▶ **DESCRIPTION OF THE TASK**
Could you filter the material and copy every line where the word "LocalPath" occurs?

▶ **SOURCE MATERIAL**
//! # sync-types
//!
//! Boundary types for the Tether session bridge.
//!
//! This crate provides the foundational types used across all Tether crates:
//! - [`SessionHandle`], [`ClientHandle`] - Opaque caller-held tokens
//! - [`Version`] - Local commit ordering
//! - [`RemoteUrl`], [`AccessToken`], [`LocalPath`] - Marshaled arguments
//! - [`ErrorKind`] - The fixed boundary error taxonomy

#![warn(missing_docs)]
#![warn(clippy::all)]

mod args;
mod error;
mod ids;

pub use args::{AccessToken, LocalPath, RemoteUrl, REMOTE_SCHEMES};
pub use error::{ErrorKind, HandleError, MarshalError};
pub use ids::{ClientHandle, SessionHandle, Version};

▶ **TASK ANSWER**
//! - [`RemoteUrl`], [`AccessToken`], [`LocalPath`] - Marshaled arguments
pub use args::{AccessToken, LocalPath, RemoteUrl, REMOTE_SCHEMES};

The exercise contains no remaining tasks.